But also very, very familiar.
Although the coronavirus pandemic has caused a delay for the official debut of the reborn Ford Bronco, the overall excitement for this iconic SUV's return remains as strong as ever. We've already seen some leaked images of the real deal along with a few other accessory-related details, such as a removable roof. It'll even have a manual transmission option. Life's good, ain't it. But it turns out there's something else many of you didn't know: the original 1965 Ford Bronco was nearly named something else. In fact, it's a nameplate we're all very, very familiar with. What was it? Wrangler.
Fox News spoke with Ford archivist Ted Ryan who revealed the Blue Oval considered a number of different names for its original SUV, and Wrangler was one of them.
But wait? Wouldn't that have been a major issue with the Jeep Wrangler, a vehicle that dates back to WWII? Nope, and the reason being is that the Wrangler wasn't called the Wrangler back then, but rather the CJ-5. Jeep didn't begin using the Wrangler nameplate until 1986 with the YJ generation.

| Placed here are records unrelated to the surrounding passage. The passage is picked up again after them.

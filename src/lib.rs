//! Whisper Bot - webhook ingestion core for a Telegram whisper bot
//!
//! Provides per-user LRU caches with TTL expiration and a fixed-size worker
//! pool that drains webhook updates in FIFO order.

pub mod api;
pub mod cache;
pub mod config;
pub mod dispatch;
pub mod error;
pub mod models;
pub mod pool;
pub mod tasks;

pub use api::AppState;
pub use cache::{BoundedTimedCache, CacheRegistry, ProfilePhotoCache};
pub use config::Config;
pub use dispatch::{NoPhotos, PhotoSource, UpdateDispatcher};
pub use pool::{Handler, WorkerPool};
pub use tasks::spawn_sweep_task;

Ford's product planner at the time, Don Frey, decided against using Wrangler or any other name. Why? Because he wanted to retain the "equine connection" to the one and only Mustang, which debuted at around the same time.
You see, Ford first envisioned the Bronco as a "four-wheel-drive sports car" that would sit side by side to its first-ever pony car in dealerships. Not only did the pairing serve as a major departure from the-then relatively bland Ford model lineup, but also helped to lure younger buyers, a demographic Ford desperately needed at the time.
Needless to say, the plan worked beautifully. The Ford Mustang has since achieved global icon status and the Bronco, until it was discontinued in 1996, retained a deeply loyal following of its own. Pretty soon, nearly 55 years since both vehicles debuted, they'll once again be sold alongside one another.